# Task prompt
In the records below, find every line that contains "info" and list it.

# Stored data entries
+++++
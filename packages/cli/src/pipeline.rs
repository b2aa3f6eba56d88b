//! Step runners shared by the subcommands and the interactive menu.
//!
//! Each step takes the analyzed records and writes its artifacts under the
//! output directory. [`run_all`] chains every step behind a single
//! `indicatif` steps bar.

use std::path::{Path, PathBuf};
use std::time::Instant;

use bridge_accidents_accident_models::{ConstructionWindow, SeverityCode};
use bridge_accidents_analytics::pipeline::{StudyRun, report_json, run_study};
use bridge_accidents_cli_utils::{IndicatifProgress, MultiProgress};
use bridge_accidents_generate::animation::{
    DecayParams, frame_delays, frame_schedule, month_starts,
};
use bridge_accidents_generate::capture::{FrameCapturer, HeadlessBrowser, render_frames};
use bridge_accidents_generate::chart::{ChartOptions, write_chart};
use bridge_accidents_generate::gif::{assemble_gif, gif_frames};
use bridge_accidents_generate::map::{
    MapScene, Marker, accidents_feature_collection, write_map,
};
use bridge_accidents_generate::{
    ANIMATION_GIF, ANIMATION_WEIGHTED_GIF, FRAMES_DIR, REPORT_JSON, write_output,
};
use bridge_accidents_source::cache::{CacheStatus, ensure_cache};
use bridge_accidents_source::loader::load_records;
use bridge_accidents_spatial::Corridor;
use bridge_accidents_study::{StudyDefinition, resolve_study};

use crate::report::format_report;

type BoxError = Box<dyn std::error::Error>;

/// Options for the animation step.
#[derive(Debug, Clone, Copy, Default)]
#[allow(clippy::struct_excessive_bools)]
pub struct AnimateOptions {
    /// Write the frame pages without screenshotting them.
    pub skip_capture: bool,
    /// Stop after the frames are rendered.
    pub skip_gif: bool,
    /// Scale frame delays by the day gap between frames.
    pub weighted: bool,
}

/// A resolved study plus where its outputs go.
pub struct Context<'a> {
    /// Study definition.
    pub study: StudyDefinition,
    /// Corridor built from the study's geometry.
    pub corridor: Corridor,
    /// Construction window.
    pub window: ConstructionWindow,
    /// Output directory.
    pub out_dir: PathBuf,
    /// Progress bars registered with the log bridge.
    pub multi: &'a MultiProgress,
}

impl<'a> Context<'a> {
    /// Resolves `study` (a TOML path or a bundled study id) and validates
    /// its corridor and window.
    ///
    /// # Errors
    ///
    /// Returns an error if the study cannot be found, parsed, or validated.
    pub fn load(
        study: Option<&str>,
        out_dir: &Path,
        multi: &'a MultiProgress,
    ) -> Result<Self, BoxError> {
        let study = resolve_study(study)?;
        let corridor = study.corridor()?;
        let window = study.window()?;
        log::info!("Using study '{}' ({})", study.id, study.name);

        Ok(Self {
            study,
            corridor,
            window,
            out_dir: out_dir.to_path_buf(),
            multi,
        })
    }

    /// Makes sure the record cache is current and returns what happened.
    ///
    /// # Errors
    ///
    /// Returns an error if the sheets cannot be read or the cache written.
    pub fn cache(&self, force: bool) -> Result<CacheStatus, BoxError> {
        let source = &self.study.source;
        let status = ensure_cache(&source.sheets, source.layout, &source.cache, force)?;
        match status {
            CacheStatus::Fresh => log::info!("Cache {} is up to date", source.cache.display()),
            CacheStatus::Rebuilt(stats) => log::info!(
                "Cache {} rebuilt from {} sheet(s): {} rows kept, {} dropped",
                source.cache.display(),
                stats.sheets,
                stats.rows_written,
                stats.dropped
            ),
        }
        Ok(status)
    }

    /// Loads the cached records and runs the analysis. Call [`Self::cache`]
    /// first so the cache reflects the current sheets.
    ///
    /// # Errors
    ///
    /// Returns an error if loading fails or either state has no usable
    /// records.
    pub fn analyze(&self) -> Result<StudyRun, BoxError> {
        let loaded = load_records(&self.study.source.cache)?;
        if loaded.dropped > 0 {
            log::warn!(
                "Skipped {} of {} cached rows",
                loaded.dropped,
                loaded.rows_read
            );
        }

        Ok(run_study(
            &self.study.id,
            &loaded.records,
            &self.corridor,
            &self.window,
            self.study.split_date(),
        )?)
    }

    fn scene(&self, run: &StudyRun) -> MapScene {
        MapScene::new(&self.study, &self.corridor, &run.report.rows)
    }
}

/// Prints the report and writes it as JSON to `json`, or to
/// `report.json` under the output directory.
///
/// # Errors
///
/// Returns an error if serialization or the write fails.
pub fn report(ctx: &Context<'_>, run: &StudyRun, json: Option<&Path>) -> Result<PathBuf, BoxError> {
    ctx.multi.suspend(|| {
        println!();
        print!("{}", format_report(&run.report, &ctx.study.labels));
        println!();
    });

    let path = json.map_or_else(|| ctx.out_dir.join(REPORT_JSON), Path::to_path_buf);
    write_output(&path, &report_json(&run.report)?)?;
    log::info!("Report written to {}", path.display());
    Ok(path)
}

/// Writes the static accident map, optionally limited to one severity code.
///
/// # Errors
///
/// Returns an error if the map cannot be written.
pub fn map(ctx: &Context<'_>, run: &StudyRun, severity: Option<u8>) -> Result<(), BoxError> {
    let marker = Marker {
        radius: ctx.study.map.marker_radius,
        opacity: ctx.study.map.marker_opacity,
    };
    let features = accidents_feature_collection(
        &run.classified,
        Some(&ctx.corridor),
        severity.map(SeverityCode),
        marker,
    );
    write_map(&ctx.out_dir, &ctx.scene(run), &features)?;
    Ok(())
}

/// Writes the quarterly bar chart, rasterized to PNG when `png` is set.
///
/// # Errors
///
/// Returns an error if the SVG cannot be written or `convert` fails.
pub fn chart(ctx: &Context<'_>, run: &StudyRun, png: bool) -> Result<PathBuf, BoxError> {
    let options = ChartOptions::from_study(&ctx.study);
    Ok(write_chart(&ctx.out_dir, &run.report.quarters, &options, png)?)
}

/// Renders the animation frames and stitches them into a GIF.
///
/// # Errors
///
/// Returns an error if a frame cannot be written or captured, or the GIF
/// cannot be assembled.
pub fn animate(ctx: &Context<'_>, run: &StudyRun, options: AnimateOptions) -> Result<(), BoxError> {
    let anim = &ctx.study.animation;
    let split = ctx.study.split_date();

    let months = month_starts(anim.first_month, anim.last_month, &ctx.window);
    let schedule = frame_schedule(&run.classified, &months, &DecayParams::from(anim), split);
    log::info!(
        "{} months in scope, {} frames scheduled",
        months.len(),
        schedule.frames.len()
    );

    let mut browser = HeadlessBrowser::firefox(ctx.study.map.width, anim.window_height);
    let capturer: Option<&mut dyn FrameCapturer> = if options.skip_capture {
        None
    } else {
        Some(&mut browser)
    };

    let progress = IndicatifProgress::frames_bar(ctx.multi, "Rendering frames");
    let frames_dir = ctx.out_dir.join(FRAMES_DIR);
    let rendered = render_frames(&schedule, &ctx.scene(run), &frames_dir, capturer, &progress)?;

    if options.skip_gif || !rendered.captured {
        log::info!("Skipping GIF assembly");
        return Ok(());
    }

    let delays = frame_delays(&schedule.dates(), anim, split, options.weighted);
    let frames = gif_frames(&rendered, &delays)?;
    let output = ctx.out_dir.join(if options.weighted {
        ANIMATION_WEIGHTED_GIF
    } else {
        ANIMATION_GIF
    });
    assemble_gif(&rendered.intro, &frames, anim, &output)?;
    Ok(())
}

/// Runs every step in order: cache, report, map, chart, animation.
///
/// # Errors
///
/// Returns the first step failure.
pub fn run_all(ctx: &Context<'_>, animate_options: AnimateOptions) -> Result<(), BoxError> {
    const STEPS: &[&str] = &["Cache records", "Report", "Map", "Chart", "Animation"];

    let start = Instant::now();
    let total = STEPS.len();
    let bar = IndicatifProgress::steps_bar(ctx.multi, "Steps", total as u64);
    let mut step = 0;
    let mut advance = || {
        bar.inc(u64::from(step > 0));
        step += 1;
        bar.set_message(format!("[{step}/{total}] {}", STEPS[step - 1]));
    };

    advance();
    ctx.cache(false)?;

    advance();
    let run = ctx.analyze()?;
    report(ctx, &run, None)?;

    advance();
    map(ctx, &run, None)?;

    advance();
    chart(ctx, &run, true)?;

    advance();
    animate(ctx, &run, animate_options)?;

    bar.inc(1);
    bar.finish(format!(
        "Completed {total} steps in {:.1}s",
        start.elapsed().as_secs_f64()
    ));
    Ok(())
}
+++++
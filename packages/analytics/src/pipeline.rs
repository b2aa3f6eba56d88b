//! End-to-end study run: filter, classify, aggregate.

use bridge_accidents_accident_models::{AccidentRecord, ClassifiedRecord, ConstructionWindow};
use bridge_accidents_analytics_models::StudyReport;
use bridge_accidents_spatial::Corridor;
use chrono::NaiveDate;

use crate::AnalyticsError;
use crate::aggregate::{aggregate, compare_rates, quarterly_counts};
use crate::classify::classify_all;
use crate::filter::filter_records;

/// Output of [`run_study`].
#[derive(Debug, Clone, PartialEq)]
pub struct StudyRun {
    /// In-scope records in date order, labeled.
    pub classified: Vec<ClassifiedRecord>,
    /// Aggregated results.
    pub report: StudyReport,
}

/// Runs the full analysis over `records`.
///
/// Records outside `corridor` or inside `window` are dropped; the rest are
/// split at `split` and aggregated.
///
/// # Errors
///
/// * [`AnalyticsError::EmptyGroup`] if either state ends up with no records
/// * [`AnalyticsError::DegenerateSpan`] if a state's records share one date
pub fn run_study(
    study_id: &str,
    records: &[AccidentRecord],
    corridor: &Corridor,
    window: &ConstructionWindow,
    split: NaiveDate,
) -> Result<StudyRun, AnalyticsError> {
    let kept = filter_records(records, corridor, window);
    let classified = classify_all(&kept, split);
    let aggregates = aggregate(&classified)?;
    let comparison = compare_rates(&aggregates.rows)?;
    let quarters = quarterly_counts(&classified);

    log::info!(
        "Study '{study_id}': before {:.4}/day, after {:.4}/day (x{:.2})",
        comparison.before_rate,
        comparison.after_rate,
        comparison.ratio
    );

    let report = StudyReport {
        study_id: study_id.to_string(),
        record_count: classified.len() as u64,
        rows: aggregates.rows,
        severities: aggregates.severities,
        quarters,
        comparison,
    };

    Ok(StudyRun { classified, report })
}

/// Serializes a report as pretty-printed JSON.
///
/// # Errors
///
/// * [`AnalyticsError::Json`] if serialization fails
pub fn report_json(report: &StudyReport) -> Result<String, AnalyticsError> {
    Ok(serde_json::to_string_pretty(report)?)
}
+++++
# Exercise response
        log::info!("Using study '{}' ({})", study.id, study.name);
            CacheStatus::Fresh => log::info!("Cache {} is up to date", source.cache.display()),
            CacheStatus::Rebuilt(stats) => log::info!(
    log::info!("Report written to {}", path.display());
    log::info!(
        log::info!("Skipping GIF assembly");
    log::info!(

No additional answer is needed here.